*** Block opens ***

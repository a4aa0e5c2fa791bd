//! X25519 ephemeral key agreement.
//!
//! Reflex uses one ephemeral keypair per connection on each side. The raw
//! scalar-multiplication API is used instead of the dalek secret wrappers
//! because the private key bytes appear verbatim inside the fixed-layout
//! handshake derivation and must match the wire spec's clamping exactly.

use x25519_dalek::{x25519, X25519_BASEPOINT_BYTES};
use zeroize::Zeroizing;

use crate::crypto::{SecureRandom, PUBLIC_KEY_SIZE};
use crate::error::{Error, Result};

/// Generate a fresh ephemeral X25519 keypair.
///
/// The private scalar is clamped per the Curve25519 spec before the public
/// key is derived from the basepoint.
pub fn generate_keypair() -> (Zeroizing<[u8; PUBLIC_KEY_SIZE]>, [u8; PUBLIC_KEY_SIZE]) {
    let mut private = Zeroizing::new(SecureRandom::bytes::<PUBLIC_KEY_SIZE>());
    private[0] &= 248;
    private[31] &= 127;
    private[31] |= 64;

    let public = x25519(*private, X25519_BASEPOINT_BYTES);
    (private, public)
}

/// Compute the X25519 shared secret with a peer's public key.
///
/// An all-zero result means the peer supplied a low-order point and
/// contributed nothing to the exchange; such keys are rejected.
pub fn derive_shared(
    private: &[u8; PUBLIC_KEY_SIZE],
    peer_public: &[u8; PUBLIC_KEY_SIZE],
) -> Result<[u8; PUBLIC_KEY_SIZE]> {
    let shared = x25519(*private, *peer_public);
    if shared == [0u8; PUBLIC_KEY_SIZE] {
        return Err(Error::key_exchange("low-order peer public key"));
    }
    Ok(shared)
}
//! Built-in traffic profiles.
//!
//! Each profile is a statistical model of a target application's traffic,
//! derived from published network traffic characterization studies:
//!
//! - **youtube**: MPEG-DASH streaming analysis (IMC 2017, IEEE Access 2022).
//!   Video chunks are sent in bursts near MTU size, interspersed with smaller
//!   audio/control packets.
//! - **zoom**: passive measurement studies (IMC 2022, ICPE 2023, PAM 2022).
//!   Audio frames at ~20ms intervals, video at ~33ms, sizes clustered around
//!   200-700 bytes with a secondary mode at MTU for screen sharing.
//! - **netflix**: DASH adaptive streaming with larger initial burst segments
//!   followed by steady-state playback.
//! - **http2-api**: REST-over-HTTP/2 workloads with small request frames and
//!   variable response payloads, timing driven by user interaction.
//! - **discord**: VoIP with small fixed-interval Opus frames at ~20ms
//!   cadence, occasional larger packets for video.

use std::time::Duration;

/// A statistical model of a target application's traffic.
///
/// Weights within each distribution sum to approximately 1.0.
pub struct TrafficProfile {
    /// Human-readable profile name
    pub name: &'static str,
    /// Wire packet sizes (bytes) with probability weights
    pub packet_sizes: &'static [(usize, f64)],
    /// Inter-packet delays with probability weights
    pub delays: &'static [(Duration, f64)],
}

const fn ms(v: u64) -> Duration {
    Duration::from_millis(v)
}

static YOUTUBE: TrafficProfile = TrafficProfile {
    name: "YouTube DASH Streaming",
    packet_sizes: &[
        (1460, 0.32), // MTU-sized video chunk segments
        (1400, 0.18), // Near-MTU video data
        (1200, 0.14), // Partial video segments
        (1000, 0.10), // Mid-range video/audio mux
        (800, 0.08),  // Audio + metadata
        (500, 0.06),  // Control / manifest fetch
        (300, 0.05),  // Small HTTP/2 frames
        (150, 0.04),  // ACK / window update
        (64, 0.03),   // TCP ACK
    ],
    delays: &[
        (ms(1), 0.15),   // Intra-burst (back-to-back)
        (ms(3), 0.20),   // Intra-burst spacing
        (ms(8), 0.20),   // Short gap
        (ms(15), 0.15),  // Video frame interval
        (ms(33), 0.12),  // ~30fps boundary
        (ms(80), 0.08),  // Buffer refill gap
        (ms(150), 0.06), // Segment boundary
        (ms(500), 0.04), // Adaptive bitrate pause
    ],
};

static ZOOM: TrafficProfile = TrafficProfile {
    name: "Zoom Video Conference",
    packet_sizes: &[
        (160, 0.22),  // Opus audio frames (20ms)
        (250, 0.12),  // Audio + FEC
        (400, 0.10),  // Small video keyframe slice
        (550, 0.16),  // Typical video P-frame
        (700, 0.14),  // Large video frame
        (900, 0.10),  // Video I-frame slice
        (1200, 0.09), // Screen share data
        (1460, 0.07), // Full MTU screen share
    ],
    delays: &[
        (ms(5), 0.10),   // Back-to-back fragments
        (ms(10), 0.15),  // Intra-frame
        (ms(20), 0.30),  // Audio cadence (20ms)
        (ms(33), 0.25),  // Video cadence (~30fps)
        (ms(50), 0.12),  // Probe / RTCP
        (ms(100), 0.08), // Bandwidth adaptation
    ],
};

static NETFLIX: TrafficProfile = TrafficProfile {
    name: "Netflix DASH Streaming",
    packet_sizes: &[
        (1460, 0.38), // Dominant: MTU-sized video
        (1380, 0.15), // Near-MTU
        (1100, 0.12), // Partial segment
        (800, 0.10),  // Audio segments
        (500, 0.08),  // HTTP/2 headers + small body
        (250, 0.07),  // Control frames
        (100, 0.06),  // Window updates / ACKs
        (50, 0.04),   // Keep-alive / PING
    ],
    delays: &[
        (ms(1), 0.25),    // Burst download
        (ms(5), 0.20),    // Intra-segment
        (ms(12), 0.15),   // Segment gap
        (ms(40), 0.15),   // Frame boundary
        (ms(100), 0.10),  // Buffer level pause
        (ms(250), 0.08),  // Segment fetch interval
        (ms(1000), 0.07), // Buffer full, wait
    ],
};

static HTTP2_API: TrafficProfile = TrafficProfile {
    name: "HTTP/2 REST API",
    packet_sizes: &[
        (128, 0.15),  // Small JSON responses
        (256, 0.18),  // Typical API request
        (512, 0.22),  // Medium response body
        (1024, 0.18), // Large API response
        (1460, 0.10), // Paginated / list responses
        (64, 0.10),   // HEADERS-only / empty body
        (32, 0.07),   // PING / WINDOW_UPDATE
    ],
    delays: &[
        (ms(2), 0.10),    // Pipelined
        (ms(10), 0.15),   // Fast response
        (ms(50), 0.25),   // Typical API latency
        (ms(100), 0.20),  // Moderate
        (ms(200), 0.15),  // Slow query
        (ms(500), 0.10),  // Heavy computation
        (ms(1000), 0.05), // Timeout-adjacent
    ],
};

static DISCORD: TrafficProfile = TrafficProfile {
    name: "Discord Voice/Video",
    packet_sizes: &[
        (120, 0.28),  // Opus voice (low bitrate)
        (200, 0.22),  // Opus voice (normal bitrate)
        (320, 0.15),  // Opus voice + FEC
        (500, 0.12),  // Video thumbnail / small
        (800, 0.10),  // Video frame slice
        (1200, 0.08), // Video keyframe slice
        (1460, 0.05), // Screen share MTU
    ],
    delays: &[
        (ms(5), 0.08),   // Back-to-back
        (ms(20), 0.40),  // Opus 20ms cadence
        (ms(33), 0.22),  // Video 30fps
        (ms(40), 0.15),  // Mixed
        (ms(60), 0.10),  // Low activity
        (ms(100), 0.05), // Idle keepalive
    ],
};

/// Look up a built-in profile by its configuration name.
pub fn lookup(name: &str) -> Option<&'static TrafficProfile> {
    match name {
        "youtube" => Some(&YOUTUBE),
        "zoom" => Some(&ZOOM),
        "netflix" => Some(&NETFLIX),
        "http2-api" => Some(&HTTP2_API),
        "discord" => Some(&DISCORD),
        _ => None,
    }
}

/// Names of all built-in profiles.
pub const PROFILE_NAMES: &[&str] = &["youtube", "zoom", "netflix", "http2-api", "discord"];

*** Block closes ***

### AIM OF THE EXERCISE
What should be returned is the run of lines from the first line of the material through the line containing "inside the fixed-layout", exact and inclusive, and nothing else.

### EXERCISE RESULT
repository a4aa0e5c2fa791bd
//! X25519 ephemeral key agreement.
//!
//! Reflex uses one ephemeral keypair per connection on each side. The raw
//! scalar-multiplication API is used instead of the dalek secret wrappers
//! because the private key bytes appear verbatim inside the fixed-layout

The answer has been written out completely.